What you will do
Taking the entries below from the top, restate each line exactly and end with the line containing "let jwt_secret = match".

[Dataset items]
*** Block opens ***
//! Canonical migration definitions.

/// A named migration: `(name, sql)`.
pub type Migration = (&'static str, &'static str);

/// Applied in order; each name is recorded once applied.
pub const MIGRATIONS: &[Migration] = &[
    (
        "0001_schema",
        include_str!("../../migrations/0001_schema.sql"),
    ),
    (
        "0002_seed_items",
        include_str!("../../migrations/0002_seed_items.sql"),
    ),
];
use uuid::Uuid;

/// Password satisfying every signup requirement.
pub const PASSWORD: &str = "E2e!password";

/// A username unique to this run (fits the 16-character limit).
pub fn unique_username() -> String {
    format!("e2e{}", &Uuid::new_v4().simple().to_string()[..12])
}

/// Request details unique to this run (fits the 50-character limit).
pub fn unique_details(prefix: &str) -> String {
    format!("{prefix} {}", &Uuid::new_v4().simple().to_string()[..8])
}

use std::path::PathBuf;

use iou_api::crypto;

/// Server configuration loaded from environment variables.
#[derive(Clone)]
pub struct AppConfig {
    pub data_dir: PathBuf,
    pub port: u16,
    pub base_url: String,
    pub jwt_secret: String,
    /// PBKDF2 rounds for new password hashes.
    pub password_iterations: u32,
    /// Allowed CORS origin; `None` allows any.
    pub cors_origin: Option<String>,
}

fn env_nonempty(key: &str) -> Option<String> {
    std::env::var(key).ok().filter(|s| !s.is_empty())
}

impl AppConfig {
    pub fn from_env() -> anyhow::Result<Self> {
        let data_dir = env_nonempty("IOU_DATA_DIR")
            .map(PathBuf::from)
            .unwrap_or_else(|| PathBuf::from("data"));

        let port = match env_nonempty("PORT") {
            Some(p) => p
                .parse()
                .map_err(|e| anyhow::anyhow!("invalid PORT {p:?}: {e}"))?,
            None => 3000,
        };

        let base_url =
            env_nonempty("BASE_URL").unwrap_or_else(|| format!("http://localhost:{port}"));

        let jwt_secret = match env_nonempty("JWT_SECRET") {
            Some(secret) => secret,
            None => {
                tracing::warn!(
                    "JWT_SECRET not set, using a random secret; tokens will not survive a restart"
                );
                crypto::generate_token()?
            }
        };

        let password_iterations = match env_nonempty("IOU_PASSWORD_ITERATIONS") {
            Some(n) => n
                .parse()
                .map_err(|e| anyhow::anyhow!("invalid IOU_PASSWORD_ITERATIONS {n:?}: {e}"))?,
            None => crypto::PBKDF2_ITERATIONS,
        };

        Ok(Self {
            data_dir,
            port,
            base_url,
            jwt_secret,
            password_iterations,
            cors_origin: env_nonempty("IOU_CORS_ORIGIN"),
        })
    }

    /// Config for in-process tests: fixed secret, cheap hashing.
    pub fn for_tests(data_dir: PathBuf) -> Self {
        Self {
            data_dir,
            port: 0,
            base_url: "http://localhost".into(),
            jwt_secret: "test-secret".into(),
            password_iterations: 1_000,
            cors_origin: None,
        }
    }
}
*** Block closes ***
Exercise output
//! Canonical migration definitions.

/// A named migration: `(name, sql)`.
pub type Migration = (&'static str, &'static str);

/// Applied in order; each name is recorded once applied.
pub const MIGRATIONS: &[Migration] = &[
    (
        "0001_schema",
        include_str!("../../migrations/0001_schema.sql"),
    ),
    (
        "0002_seed_items",
        include_str!("../../migrations/0002_seed_items.sql"),
    ),
];
use uuid::Uuid;

/// Password satisfying every signup requirement.
pub const PASSWORD: &str = "E2e!password";

/// A username unique to this run (fits the 16-character limit).
pub fn unique_username() -> String {
    format!("e2e{}", &Uuid::new_v4().simple().to_string()[..12])
}

/// Request details unique to this run (fits the 50-character limit).
pub fn unique_details(prefix: &str) -> String {
    format!("{prefix} {}", &Uuid::new_v4().simple().to_string()[..8])
}

use std::path::PathBuf;

use iou_api::crypto;

/// Server configuration loaded from environment variables.
#[derive(Clone)]
pub struct AppConfig {
    pub data_dir: PathBuf,
    pub port: u16,
    pub base_url: String,
    pub jwt_secret: String,
    /// PBKDF2 rounds for new password hashes.
    pub password_iterations: u32,
    /// Allowed CORS origin; `None` allows any.
    pub cors_origin: Option<String>,
}

fn env_nonempty(key: &str) -> Option<String> {
    std::env::var(key).ok().filter(|s| !s.is_empty())
}

impl AppConfig {
    pub fn from_env() -> anyhow::Result<Self> {
        let data_dir = env_nonempty("IOU_DATA_DIR")
            .map(PathBuf::from)
            .unwrap_or_else(|| PathBuf::from("data"));

        let port = match env_nonempty("PORT") {
            Some(p) => p
                .parse()
                .map_err(|e| anyhow::anyhow!("invalid PORT {p:?}: {e}"))?,
            None => 3000,
        };

        let base_url =
            env_nonempty("BASE_URL").unwrap_or_else(|| format!("http://localhost:{port}"));

        let jwt_secret = match env_nonempty("JWT_SECRET") {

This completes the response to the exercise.